Using DTrace, we found the source of the NFS4ERR_INVL in nfsrv_lockctrl() at nfs_nfsdstate.c:1810:

    if (!error)
        nfsrv_getowner(&stp->ls_open, new_stp, &lckstp);
    if (lckstp)
        /*  
         * I believe this should be an error, but it
         * isn't obvious what NFSERR_xxx would be
         * appropriate, so I'll use NFSERR_INVAL for now.
         */  
        error = NFSERR_INVAL;
    else
        lckstp = new_stp;

As a workaround we tried to simply comment out the setting of "error". With this change, the test case no longer triggers the problem:

--- nfs_nfsdstate.c	2020/09/23 12:58:37	1.1
+++ nfs_nfsdstate.c	2020/09/23 14:16:19
@@ -1802,12 +1802,17 @@
 			if (!error)
 			   nfsrv_getowner(&stp->ls_open, new_stp, &lckstp);
 			if (lckstp)
+#ifdef DIAGNOSTIC
+			   printf("nfs_nfsdstate.c:1805: I believe this should be an error\n");
+#else
+			   ;
+#endif
 			   /*
 			    * I believe this should be an error, but it
 			    * isn't obvious what NFSERR_xxx would be
 			    * appropriate, so I'll use NFSERR_INVAL for now.
-			    */
 			   error = NFSERR_INVAL;
+			    */
 			else
 			   lckstp = new_stp;
 		   } else if (new_stp->ls_flags&(NFSLCK_LOCK|NFSLCK_UNLOCK)) {

While this seems to work, I have a gut feeling that lckstp should be new_stp (unconditionally) instead of what nfsrv_getowner returns. Someone with a deeper understandig of the NFS specification should look into this.
Comment 1 Rick Macklem freebsd_committer freebsd_triage 2020-09-25 01:43:29 UTC
Interesting...
First off, let me say "good job diagnosing this".

open_owner4 and lock_owner4 refer to strings that an NFSv4
client uses to refer to a set of opens (a form of Windows lock)
or locks (byte range locks).
Although it is really up to the client implementor, you can think
of them as referring to a "process on the client".

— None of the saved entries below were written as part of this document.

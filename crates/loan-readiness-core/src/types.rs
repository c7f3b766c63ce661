use rust_decimal::{Decimal, RoundingStrategy};
use rust_decimal_macros::dec;
use serde::{Deserialize, Deserializer, Serialize, Serializer};
use std::fmt;

/// All monetary values. Wraps Decimal to prevent accidental f64 usage.
pub type Money = Decimal;

/// Rates and fractions expressed as decimals (0.045 = 4.5%). Never as percentages.
pub type Rate = Decimal;

/// Whole-year durations and ages.
pub type Years = u32;

/// Round a currency amount to whole units, halves away from zero.
pub fn round_money(amount: Money) -> Money {
    amount.round_dp_with_strategy(0, RoundingStrategy::MidpointAwayFromZero)
}

// ---------------------------------------------------------------------------
// Ratio
// ---------------------------------------------------------------------------

/// Required installment over income-based installment capacity.
///
/// A borrower with no capacity at all has an `Unbounded` ratio rather than
/// a division error. The variant order makes every finite ratio compare
/// below `Unbounded`.
#[derive(Debug, Clone, Copy, PartialEq, Eq, PartialOrd, Ord, Hash)]
pub enum Ratio {
    Finite(Decimal),
    Unbounded,
}

impl Ratio {
    /// `required / capacity`, or `Unbounded` when capacity is not positive
    /// or so small that the quotient leaves the decimal range.
    pub fn of(required: Money, capacity: Money) -> Self {
        if capacity <= Decimal::ZERO {
            return Ratio::Unbounded;
        }
        match required.checked_div(capacity) {
            Some(r) => Ratio::Finite(r),
            None => Ratio::Unbounded,
        }
    }

    /// Round a finite ratio to `dp` places; `Unbounded` stays unbounded.
    pub fn round_dp(self, dp: u32) -> Self {
        match self {
            Ratio::Finite(r) => {
                Ratio::Finite(r.round_dp_with_strategy(dp, RoundingStrategy::MidpointAwayFromZero))
            }
            Ratio::Unbounded => Ratio::Unbounded,
        }
    }
}

impl fmt::Display for Ratio {
    fn fmt(&self, f: &mut fmt::Formatter<'_>) -> fmt::Result {
        match self {
            Ratio::Finite(r) => write!(f, "{r}"),
            Ratio::Unbounded => write!(f, "Infinity"),
        }
    }
}

impl Serialize for Ratio {
    fn serialize<S: Serializer>(&self, serializer: S) -> Result<S::Ok, S::Error> {
        match self {
            Ratio::Finite(r) => Serialize::serialize(r, serializer),
            Ratio::Unbounded => serializer.serialize_str("Infinity"),
        }
    }
}

impl<'de> Deserialize<'de> for Ratio {
    fn deserialize<D: Deserializer<'de>>(deserializer: D) -> Result<Self, D::Error> {
        #[derive(Deserialize)]
        #[serde(untagged)]
        enum RatioRepr {
            Finite(Decimal),
            Text(String),
        }

        match RatioRepr::deserialize(deserializer)? {
            RatioRepr::Finite(r) => Ok(Ratio::Finite(r)),
            RatioRepr::Text(s) if s.eq_ignore_ascii_case("infinity") || s == "inf" => {
                Ok(Ratio::Unbounded)
            }
            RatioRepr::Text(s) => Err(serde::de::Error::custom(format!(
                "invalid ratio '{s}': expected a decimal or \"Infinity\""
            ))),
        }
    }
}

// ---------------------------------------------------------------------------
// Verdict
// ---------------------------------------------------------------------------

/// Three-tier affordability classification.
///
/// Lower ratios mean more headroom, so `High` is the comfortable end.
#[derive(Debug, Clone, Copy, PartialEq, Eq, Hash, Serialize, Deserialize)]
pub enum Verdict {
    #[serde(rename = "HIGH")]
    High,
    #[serde(rename = "BORDERLINE")]
    Borderline,
    #[serde(rename = "LOW")]
    Low,
}

const BORDERLINE_THRESHOLD: Decimal = dec!(0.9);

impl Verdict {
    /// ratio > 1 is LOW, 0.9 < ratio <= 1 is BORDERLINE, anything lower is HIGH.
    pub fn from_ratio(ratio: Ratio) -> Self {
        match ratio {
            Ratio::Unbounded => Verdict::Low,
            Ratio::Finite(r) if r > Decimal::ONE => Verdict::Low,
            Ratio::Finite(r) if r > BORDERLINE_THRESHOLD => Verdict::Borderline,
            Ratio::Finite(_) => Verdict::High,
        }
    }

    pub fn is_pass(&self) -> bool {
        !matches!(self, Verdict::Low)
    }
}

impl fmt::Display for Verdict {
    fn fmt(&self, f: &mut fmt::Formatter<'_>) -> fmt::Result {
        let label = match self {
            Verdict::High => "HIGH",
            Verdict::Borderline => "BORDERLINE",
            Verdict::Low => "LOW",
        };
        write!(f, "{label}")
    }
}

// ---------------------------------------------------------------------------
// Output envelope
// ---------------------------------------------------------------------------

/// Standard computation output envelope
#[derive(Debug, Clone, Serialize, Deserialize)]
pub struct ComputationOutput<T: Serialize> {
    pub result: T,
    pub methodology: String,
    pub assumptions: serde_json::Value,
    pub warnings: Vec<String>,
    pub metadata: ComputationMetadata,
}

/// Metadata for every computation
#[derive(Debug, Clone, Serialize, Deserialize)]
pub struct ComputationMetadata {
    pub version: String,
    pub computation_time_us: u64,
    pub precision: String,
}

/// Helper to wrap computation results with metadata
pub fn with_metadata<T: Serialize>(
    methodology: &str,
    assumptions: &impl Serialize,
    warnings: Vec<String>,
    elapsed_us: u64,
    result: T,
) -> ComputationOutput<T> {
    ComputationOutput {
        result,
        methodology: methodology.to_string(),
        assumptions: serde_json::to_value(assumptions).unwrap_or_default(),
        warnings,
        metadata: ComputationMetadata {
            version: env!("CARGO_PKG_VERSION").to_string(),
            computation_time_us: elapsed_us,
            precision: "rust_decimal_128bit".to_string(),
        },
    }
}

NFSv4 has two variants of Lock operation:
- open_to_lock_owner4
   - the first time a given lock_owner4 is being
     used for a given open_owner4
or
- exist_lock_owner4
   - used for subsequent lock operations on the lock_owner4

What is happening in this case is that the Linux client is
using an open_to_lock_owner4 when that lock_owner4 has already
been created by a previous open_to_lock_owner4.
Is this a bug?
- For NFSv4.0 I would definitely say "yes". Why?
  Because there is a "seqid" field in the lock_owner4 that is
  used to serial order the lock operations and having two
  instances of the same lock_owner4 would break that.
- For NFSv4.1, NFSv4.2, I'm not so sure.
  (You can read the paragraph on Pg. 428 of RFC5661 for what
   it says. It starts with "The locker argument..".)
  I think it says that the client should only use
  open_to_lock_owner4 for the first lock op, but to be
  honest, Linux is the de-facto standard these days and
  if it is not doing this, the question is more "can the
  server live with this?.
  For NFSv4.1,4.2 sessions replaces the "seqid" in the lock_owner4
  structure for serializing lock ops, so the lock_owner4 is really
  just used to decide if two lock operations conflict (same
  lock_owner4-->no conflict).

What your change does is ignore the error and result in two
lock_owners being created for the same lock_owner "string",
which doesn't seem correct, but might be ok for NFSv4.1, 4.2.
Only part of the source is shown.